This documentation describes an old release, version 3.3.5. Documentation for the latest release, 3.6.2, can be found here.

JSON¶

Zuar Runner’s JSON plugin pipes data from any JSON file into a relational database.

Example use case¶

Let’s take a simple JSON file with nested data and convert the data into tables in a relational database.

Example JSON file¶

Here’s what the source JSON file (people_pets.json) looks like:

[
  {
    "id": 1,
    "name": "Justin",
    "pets": [
      {
        "id": 1,
        "name": "Bear",
        "pet": {
          "type": "dog",
          "breed": "Goldendoodle"
        }
      },
      {
        "id": 2,
        "name": "Birdie",
        "pet": {
          "type": "dog",
          "breed": "Goldendoodle"
        }
      }
    ]
  },
  {
    "id": 2,
    "name": "Matt",
    "pets": []
  },
  {
    "id": 3,
    "name": "Ben",
    "pets": [
      {
        "id": 3,
        "name": "Zuca",
        "pet": {
          "type": "dog",
          "breed": "Cavapoo"
        }
      }
    ]
  }
]

Expected Relational Database Results¶

Because the JSON file has nested data in the pets array ([ ]), we will need to create two tables in the database.

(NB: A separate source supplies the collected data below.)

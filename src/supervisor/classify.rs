//! Exit-time stderr classification (§4.6). Scans stderr against an ordered
//! pattern list; first match wins. Non-fatal noise (PES packet size
//! mismatch, packet corrupt, incomplete frame) is explicitly ignored even on
//! a non-zero exit, matching the teacher's habit of treating known-benign
//! ffmpeg stderr chatter (`job_runner_process_execute.rs`'s stderr pump) as
//! just log lines rather than failure signals.

use once_cell::sync::Lazy;
use regex::Regex;

use crate::error::BuildFailureKind;

struct Pattern {
    regex: Regex,
    kind: BuildFailureKind,
}

static NON_FATAL_PATTERNS: Lazy<Vec<Regex>> = Lazy::new(|| {
    [
        r"(?i)PES packet size mismatch",
        r"(?i)packet corrupt",
        r"(?i)incomplete frame",
    ]
    .iter()
    .map(|p| Regex::new(p).expect("valid regex"))
    .collect()
});

static ORDERED_PATTERNS: Lazy<Vec<Pattern>> = Lazy::new(|| {
    let specs: &[(&str, BuildFailureKind)] = &[
        (r"(?i)Non-monotonous DTS", BuildFailureKind::NonMonotonousDts),
        (r"(?i)non-monotonic timestamp", BuildFailureKind::NonMonotonousDts),
        (r"(?i)Invalid duration", BuildFailureKind::InvalidDuration),
        (r"(?i)duration.*(negative|invalid)", BuildFailureKind::InvalidDuration),
        (r"(?i)Timestamps are unset", BuildFailureKind::TimestampUnset),
        (r"(?i)timestamp.*not set", BuildFailureKind::TimestampUnset),
        (r"(?i)codec parameters? not found", BuildFailureKind::ProbeFailed),
        (r"(?i)no streams? found", BuildFailureKind::ProbeFailed),
        (r"(?i)could not find codec parameters", BuildFailureKind::ProbeFailed),
        (r"(?i)error while decoding", BuildFailureKind::ProbeFailed),
        (r"(?i)401 unauthorized", BuildFailureKind::SourceUnavailable),
        (r"(?i)403 forbidden", BuildFailureKind::SourceUnavailable),
        (r"(?i)404 not found", BuildFailureKind::SourceUnavailable),
        (r"(?i)connection refused", BuildFailureKind::SourceUnavailable),
        (r"(?i)no route to host", BuildFailureKind::SourceUnavailable),
    ];
    specs
        .iter()
        .map(|(pattern, kind)| Pattern {
            regex: Regex::new(pattern).expect("valid regex"),
            kind: *kind,
        })
        .collect()
});

/// Classifies a non-zero exit by scanning `stderr_tail` against the ordered
/// pattern list; first match wins. Defaults to `FFmpegFatal` when nothing
/// matches.
pub fn classify_exit(stderr_tail: &str) -> BuildFailureKind {
    for pattern in ORDERED_PATTERNS.iter() {
        if pattern.regex.is_match(stderr_tail) {
            return pattern.kind;
        }
    }
    BuildFailureKind::FfmpegFatal
}

/// Whether a stderr line is known-benign noise that must not influence the
/// outcome even if the process later exits non-zero for an unrelated
/// reason.
pub fn is_non_fatal_noise(line: &str) -> bool {
    NON_FATAL_PATTERNS.iter().any(|re| re.is_match(line))
}

/// Truncates a stderr buffer to at most `max_bytes`, keeping the tail (most
/// recent output), at a char boundary.
pub fn truncate_tail(buf: &str, max_bytes: usize) -> String {
    if buf.len() <= max_bytes {
        return buf.to_string();
    }
    let start = buf.len() - max_bytes;
    let mut boundary = start;
    while boundary < buf.len() && !buf.is_char_boundary(boundary) {
        boundary += 1;
    }
    buf[boundary..].to_string()
}

#[cfg(test)]
mod tests {
    use super::*;
    use crate::error::BuildFailureKind::*;

    #[test]
    fn classifies_non_monotonous_dts() {
        assert_eq!(
            classify_exit("frame= 10\n[mp4 @ 0x0] Application provided invalid, non-monotonous DTS"),
            NonMonotonousDts
        );
    }

    #[test]
    fn classifies_invalid_duration_as_non_retryable() {
        assert_eq!(classify_exit("Invalid duration specified"), InvalidDuration);
    }

    #[test]
    fn classifies_timestamp_unset() {
        assert_eq!(classify_exit("Timestamps are unset in a packet"), TimestampUnset);
    }

    #[test]
    fn classifies_probe_failed() {
        assert_eq!(classify_exit("could not find codec parameters for stream"), ProbeFailed);
    }

    #[test]
    fn classifies_source_unavailable() {
        assert_eq!(classify_exit("HTTP error 404 Not Found"), SourceUnavailable);
        assert_eq!(classify_exit("Connection refused"), SourceUnavailable);
    }

    #[test]
    fn unmatched_stderr_defaults_to_fatal() {
        assert_eq!(classify_exit("segmentation fault (core dumped)"), FfmpegFatal);
    }

    #[test]
    fn first_match_wins_when_multiple_patterns_present() {
        let combined = "Invalid duration\nNon-monotonous DTS";
        assert_eq!(classify_exit(combined), NonMonotonousDts);
    }

    #[test]
    fn non_fatal_noise_is_recognized() {
        assert!(is_non_fatal_noise("[mpegts] PES packet size mismatch"));
        assert!(is_non_fatal_noise("packet corrupt (stream = 0)"));
        assert!(!is_non_fatal_noise("Non-monotonous DTS"));
    }

    #[test]
    fn truncate_tail_keeps_last_bytes_at_char_boundary() {
        let s = "é".repeat(2000);
        let tail = truncate_tail(&s, 2048);
        assert!(tail.len() <= 2048);
        assert!(s.ends_with(&tail));
    }
}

Table 1 will include top level key/value pairs: id, name. The resulting table should have 3 rows.
Table 2 will include data in the pets array (id, name, and pet object’s data). Table 2 will also include data from the parent object (id) so we can join the two database tables. The resulting table should have 3 rows.

Table 1 expected result:

id	name
1	Justin
2	Matt
3	Ben

Table 2 expected result:

id	name	pet__type	pet__breed	person_id
1	Bear	dog	Goldendoodle	1
2	Birdie	dog	Goldendoodle	1
3	Zuca	dog	Cavapoo	3

Create a Zuar Runner JSON Job¶

The JSON file(s) must exist in Zuar Runner’s file system. Use the file manager to manually add a JSON file to Zuar Runner.

The JSON input requires creating a job by hand, so create a job using the Generic plugin. Set the job’s type to io.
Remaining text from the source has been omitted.